The catch? You’re going to start a running clock and every new minute that elapses (EMOM), you’re going to perform 3 burpees, slowing your progress, driving up fatigue and generally making you question your life choices, right up until you complete your final rep. This isn’t mere torture, though – the spike to your heart rate will create a massive oxygen debt, as a result your body will continue to burn calories to pay off for hours afterwards.
“You have to play to your strengths,” say Men’s Health Fitness Editor Andrew Tracey. “Those burpees are coming whether you like it or not, and the longer you take on the chipper, the more burpees you’ll perform.”
But go too fast on the lower-body movements and you risk blowing up too early. Balance speed with consistency and welcome the burpees as a break for our legs and glutes. It’s all in the name of getting a good sweat in the books before you hit the paddling pool, after all.
0) Burpee x 3 EMOM
Starting at zero (sorry) and every new minute thereafter, squat down and place both hands on the floor between your feet. Jump your feet back into the top of a press-up and lower your chest to the ground (A). Straighten your arms and hop your feet forwards, before jumping into the air with hands on head (B). Once you’ve done 3, pick up from where you left off.
1) Split Squat Jumps x 50 reps
Step one foot backward and sink into a deep lunge, with your rear knee lightly touching the floor (A). Explode upward, switching legs mid-air (B) to land in a lunge position with the opposite leg forward. Step back up to a tall standing position. This is one rep.

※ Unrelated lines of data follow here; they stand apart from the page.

//! Request ID middleware for log correlation.
//!
//! Every request carries an `x-request-id`: the caller's if present, a new
//! UUID v4 otherwise. The id is echoed on the response and attached to the
//! request log line and to engine failure logs.

use axum::{
    extract::{MatchedPath, Request},
    http::{HeaderMap, HeaderValue, StatusCode},
    middleware::Next,
    response::Response,
};
use std::time::Instant;
use uuid::Uuid;

use crate::{logging, metrics};

/// Header name for request ID
pub const REQUEST_ID_HEADER: &str = "x-request-id";

/// Extract the caller's request ID or generate one
fn get_or_generate_request_id(headers: &HeaderMap) -> String {
    headers
        .get(REQUEST_ID_HEADER)
        .and_then(|v| v.to_str().ok())
        .filter(|s| !s.is_empty())
        .map(|s| s.to_string())
        .unwrap_or_else(|| Uuid::new_v4().to_string())
}

/// Middleware tagging every request and response with a request ID
///
/// Also records the request counter and duration, labelled by route
/// template rather than the concrete URI.
pub async fn request_id_middleware(mut request: Request, next: Next) -> Response {
    let request_id = get_or_generate_request_id(request.headers());
    request.extensions_mut().insert(RequestId(request_id.clone()));

    let method = request.method().to_string();
    let route = request
        .extensions()
        .get::<MatchedPath>()
        .map(|p| p.as_str().to_string())
        .unwrap_or_else(|| request.uri().path().to_string());

    let started = Instant::now();
    let response = next.run(request).await;
    let elapsed = started.elapsed();

    let (mut parts, body) = response.into_parts();
    if let Ok(header_value) = HeaderValue::from_str(&request_id) {
        parts.headers.insert(REQUEST_ID_HEADER, header_value);
    }

    let status = parts.status.as_u16();
    metrics::http_requests_total(&method, &route, status);
    metrics::http_request_duration_ms(&method, &route, elapsed.as_secs_f64() * 1000.0);
    logging::log_api_request(
        &method,
        &route,
        status,
        elapsed.as_millis() as u64,
        &request_id,
    );

    Response::from_parts(parts, body)
}

/// Request ID stored in request extensions
#[derive(Clone, Debug, PartialEq, Eq)]
pub struct RequestId(pub String);

impl RequestId {
    pub fn as_str(&self) -> &str {
        &self.0
    }
}

/// Axum extractor for request ID
impl<S> axum::extract::FromRequestParts<S> for RequestId
where
    S: Send + Sync,
{
    type Rejection = (StatusCode, &'static str);

    async fn from_request_parts(
        parts: &mut axum::http::request::Parts,
        _state: &S,
    ) -> Result<Self, Self::Rejection> {
        parts.extensions.get::<RequestId>().cloned().ok_or((
            StatusCode::INTERNAL_SERVER_ERROR,
            "Request ID not found in extensions",
        ))
    }
}
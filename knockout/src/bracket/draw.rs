//! Random draw for first-round pairings and structural byes.

use rand::{Rng, SeedableRng, rngs::StdRng, seq::SliceRandom};

enum DrawMode {
    /// Keep positional order and always pick the first candidate
    Ordered,
    /// Shuffle with the given generator
    Shuffled(StdRng),
}

/// Source of the bracket draw
pub struct Draw {
    mode: DrawMode,
}

impl Draw {
    /// Draw seeded from the operating system
    pub fn random() -> Self {
        Self {
            mode: DrawMode::Shuffled(StdRng::from_os_rng()),
        }
    }

    /// Reproducible draw: the same seed and competitor list give the same bracket
    pub fn seeded(seed: u64) -> Self {
        Self {
            mode: DrawMode::Shuffled(StdRng::seed_from_u64(seed)),
        }
    }

    /// No randomness: competitors are paired in list order
    pub fn ordered() -> Self {
        Self {
            mode: DrawMode::Ordered,
        }
    }

    /// Pair entrants two at a time
    ///
    /// With an odd number of entrants the last pair has an absent opponent.
    ///
    /// # Arguments
    ///
    /// * `entrants` - Competitors of one group
    ///
    /// # Returns
    ///
    /// * `Vec<(T, Option<T>)>` - Pairs; `None` marks the absent seat
    pub fn pair<T: Copy>(&mut self, entrants: &[T]) -> Vec<(T, Option<T>)> {
        let mut order = entrants.to_vec();
        if let DrawMode::Shuffled(rng) = &mut self.mode {
            order.shuffle(rng);
        }

        order
            .chunks(2)
            .map(|pair| (pair[0], pair.get(1).copied()))
            .collect()
    }

    /// Choose one of `candidates` candidates, or `None` if there are none
    pub fn pick(&mut self, candidates: usize) -> Option<usize> {
        if candidates == 0 {
            return None;
        }

        match &mut self.mode {
            DrawMode::Ordered => Some(0),
            DrawMode::Shuffled(rng) => Some(rng.random_range(0..candidates)),
        }
    }
}

impl Default for Draw {
    fn default() -> Self {
        Self::random()
    }
}
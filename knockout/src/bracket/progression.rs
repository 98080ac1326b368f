//! Progression router: moves decided winners (and semifinal losers) forward.

use super::errors::{BracketError, BracketResult};
use super::models::{
    BracketSlot, CompetitorId, FINAL_ROUND, Group, SlotFilter, SlotUpdate, THIRD_PLACE_ROUND,
    TournamentId,
};
use crate::db::StoreTx;

/// Where a decided slot sent its competitors
#[derive(Debug, Clone, PartialEq, Eq)]
pub enum Advancement {
    /// Winner seated in the next group round
    Seated(BracketSlot),
    /// Winner seated in the final; loser (if any) in the third-place match
    Finals {
        final_slot: BracketSlot,
        third_place: Option<BracketSlot>,
    },
    /// Final or third-place match: nothing further to route
    Terminal,
}

fn invariant(message: String) -> BracketError {
    log::error!("Bracket invariant violated: {}", message);
    BracketError::BracketInvariantViolation(message)
}

/// Route the outcome of a decided slot.
///
/// A group semifinal (round 2) feeds the final and the third-place match; an
/// earlier group round feeds the next round of the same group; the final and
/// the third-place match are terminal. The loser is only kept at the
/// semifinal boundary.
pub(crate) async fn advance(
    tx: &mut dyn StoreTx,
    slot: &BracketSlot,
    winner: CompetitorId,
    loser: Option<CompetitorId>,
) -> BracketResult<Advancement> {
    let next_round = slot.round - 1;

    if next_round == FINAL_ROUND {
        return finalize(tx, slot, winner, loser).await;
    }
    if next_round < FINAL_ROUND {
        return Ok(Advancement::Terminal);
    }

    let seated = seat_in_round(tx, slot.tournament_id, slot.group, next_round, winner).await?;
    Ok(Advancement::Seated(seated))
}

/// Seat `winner` in round `round` of `group`.
///
/// Prefers the first non-bye slot with an open seat; otherwise takes the
/// round's bye slot if nobody occupies it yet.
pub(crate) async fn seat_in_round(
    tx: &mut dyn StoreTx,
    tournament_id: TournamentId,
    group: Group,
    round: i32,
    winner: CompetitorId,
) -> BracketResult<BracketSlot> {
    let slots = tx
        .find_slots(tournament_id, &SlotFilter::round_group(round, group))
        .await?;

    let destination = slots
        .iter()
        .find(|s| !s.is_bye && s.open_seat(group.preferred_seat()).is_some())
        .or_else(|| slots.iter().find(|s| s.is_bye && s.is_empty()))
        .ok_or_else(|| {
            invariant(format!(
                "no open slot in round {round} group {group} of tournament {tournament_id}"
            ))
        })?;

    let seat = destination
        .open_seat(group.preferred_seat())
        .ok_or_else(|| invariant(format!("slot {} has no open seat", destination.id)))?;

    let updated = tx
        .update_slot(destination.id, &SlotUpdate::seat(seat, winner))
        .await?;

    log::debug!(
        "Tournament {}: competitor {} advanced to slot {} (round {}, group {})",
        tournament_id,
        winner,
        updated.id,
        round,
        group
    );

    Ok(updated)
}

/// Seat a group semifinal's winner in the final and its loser in the
/// third-place match, each in the seat reserved for the slot's group.
pub(crate) async fn finalize(
    tx: &mut dyn StoreTx,
    slot: &BracketSlot,
    winner: CompetitorId,
    loser: Option<CompetitorId>,
) -> BracketResult<Advancement> {
    if slot.group == Group::F {
        return Err(invariant(format!(
            "slot {} in round {} cannot feed the final",
            slot.id, slot.round
        )));
    }

    let seat = slot.group.preferred_seat();
    let final_slot = single_slot(tx, slot.tournament_id, FINAL_ROUND).await?;
    if final_slot.seat(seat).is_some() {
        return Err(invariant(format!(
            "final seat for group {} already taken in tournament {}",
            slot.group, slot.tournament_id
        )));
    }

    let third_place = match loser {
        Some(loser) => {
            let third_place = single_slot(tx, slot.tournament_id, THIRD_PLACE_ROUND).await?;
            if third_place.seat(seat).is_some() {
                return Err(invariant(format!(
                    "third-place seat for group {} already taken in tournament {}",
                    slot.group, slot.tournament_id
                )));
            }
            Some((third_place.id, loser))
        }
        None => None,
    };

    let final_slot = tx
        .update_slot(final_slot.id, &SlotUpdate::seat(seat, winner))
        .await?;
    let third_place = match third_place {
        Some((id, loser)) => Some(tx.update_slot(id, &SlotUpdate::seat(seat, loser)).await?),
        None => None,
    };

    log::debug!(
        "Tournament {}: competitor {} reached the final from group {}",
        slot.tournament_id,
        winner,
        slot.group
    );

    Ok(Advancement::Finals {
        final_slot,
        third_place,
    })
}

async fn single_slot(
    tx: &mut dyn StoreTx,
    tournament_id: TournamentId,
    round: i32,
) -> BracketResult<BracketSlot> {
    let mut slots = tx
        .find_slots(tournament_id, &SlotFilter::round_group(round, Group::F))
        .await?;

    match slots.len() {
        1 => Ok(slots.remove(0)),
        found => Err(invariant(format!(
            "expected one round {round} slot in tournament {tournament_id}, found {found}"
        ))),
    }
}

/// Set `is_finalized` once the final is decided and the third-place match is
/// decided or can never be played. Returns whether the tournament is finalized.
pub(crate) async fn refresh_finalized(
    tx: &mut dyn StoreTx,
    tournament_id: TournamentId,
) -> BracketResult<bool> {
    let final_slot = single_slot(tx, tournament_id, FINAL_ROUND).await?;
    let third_place = single_slot(tx, tournament_id, THIRD_PLACE_ROUND).await?;

    let third_settled =
        third_place.winner.is_some() || (third_place.is_bye && third_place.is_empty());
    if final_slot.winner.is_none() || !third_settled {
        return Ok(false);
    }

    tx.set_finalized(tournament_id).await?;
    log::info!("Tournament {} finalized", tournament_id);
    Ok(true)
}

2) Alternating Reverse Lunges x 100 reps
Take a long step backward with one leg, bending your front knee until your back knee touches the ground (A). Now, stand back up explosively (B), pause, then repeat with your other leg. This is one rep.
3) Prisoner squats x 150 reps
Stand tall with your hands on the top of your head (A). Bend at your knees, maintaining an upright torso until the crease of your hips sinks below your knees (B). Stand up, then go again. Start at 10 reps and add an additional rep each round.